Es windet und es nieselt. Die Stadt hat ihren Mantelkragen hoch geschlagen. Monika Kania-Doerck trägt echten Pelz, falsche Steine auf der Haarspange und einen Knirps im Rucksack. Sie spricht laut und viel. Das ist ihr Job. Frau Kania-Doerck ist Gästeführerin – und angetreten, Justitia und Sapientia die Insignien ihrer Macht zurückzugeben. Die beiden steinernen Damen stehen mit leeren Händen auf dem Vierröhrenbrunnen. Der Göttin der Gerechtigkeit ist die Waage abhanden gekommen, ihrer Kollegin aus der Weisheits-Fraktion der Spiegel.

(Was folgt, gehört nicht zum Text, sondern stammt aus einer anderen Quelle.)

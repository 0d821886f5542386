//! Data structures shared across the pipeline

pub mod config;
pub mod font;
pub mod summary;

pub use config::Config;
pub use font::{ConversionResult, FontFailure, FontMetadata, FontStyle, ProcessingResult, UNKNOWN};
pub use summary::BatchSummary;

„Die Führung ist kostenlos“, sagt Frau Kania-Doerck, was die sparsamen Franken, die sich am Brunnen eingefunden haben, erfreut. Dass sie ankündigt, sie werde am Schluss „pro Person zwei Euro“ für die Restaurierung der Figuren einsammeln, führt dazu, dass sich einige Kulturbeflissene kurz vor Ende des Rundgangs verdrücken.
Frau Kania-Doercks Führung hat das Thema „Würzburg horizontal – Käufliche Liebe in fünf Jahrhunderten“ und deshalb rund 80 Menschen angelockt. Sie erfahren, dass die Badergasse zwischen Karmelitenkloster und St. Peter im Mittelalter eine Hochburg der lustvollen Freizeitgestaltung war. Hier unterhielten die Bader ihre Badestuben. Dass dort nicht nur warmes Wasser, sondern auch reichlich Wein floss und liebeshungrige Herren sich mit „verleumdeten Frauen“ vergnügten, trug zum schlechten Ruf ihrer Betreiber bei. Auch die Damen des ältesten Gewerbes der Welt gehörten nicht zu den angesehenen Bürgern. Und damit ein mittelalterlicher Biedermann sie nicht versehentlich für anständige Frauen hielt, durften sie beim Flanieren weder Samt noch Seide tragen.
Für jeden erschwinglich
„Der Besuch der Badestuben war für jeden erschwinglich“, sagt Frau Kania-Doerck. Einziger Wermutstropfen im Badewasser: Per Gesetz war verehelichten Herren der Umgang mit den käuflichen Damen untersagt. Wie genau die Einhaltung des Dekrets kontrolliert wurde, weiß Frau Kania-Doerck nicht. Wohl aber, dass 1358 im Inneren Graben ein „Frauenhaus“ entstand. Mit dem löblichen Vorsatz, zehn armen Geschlechtsgenossinnen Kost und Logis zu gewähren, hat Elisabeth Fuchs es bauen lassen. Ihre Schützlinge aber wollten nicht nur essen und wohnen, machten aus ihrer Bleibe flugs ein Bordell, holten sich Syphilis und 1497 wurde aus dem ersten Puff der Stadt eine Pflegestation für geschlechtskranke Frauen.
Im Barock, wo man Puder dem Wasser vorzog, gingen die Badehäuser baden. Das horizontale Gewerbe aber überlebte in den „Winkelhäusern“, die sich, so Frau Kania-Doerck „in jeder dunklen Gasse Würzburgs“ fanden.
Ihre Führung endet in der Pleich, wo sie erzählt, dass die käuflichen Damen heute in der Randersackerer-, der Gattinger- und der Paradies-Straße residieren. Dann sammelt sie Geld für Justitia und Sapientia auf dem Vierröhrenbrunnen. 1200 Euro tragen sie und ihre Kollegen am Weltgästeführertag zusammen. Genug, um zumindest Justitia eine neue Waage zu kaufen. Ob das bei den beiden Würzburger RotlichtBaronen auf Zustimmung stößt, ist fraglich. Sie sitzen nämlich seit Herbst 2006 wegen Steuerhinterziehung in U-Haft.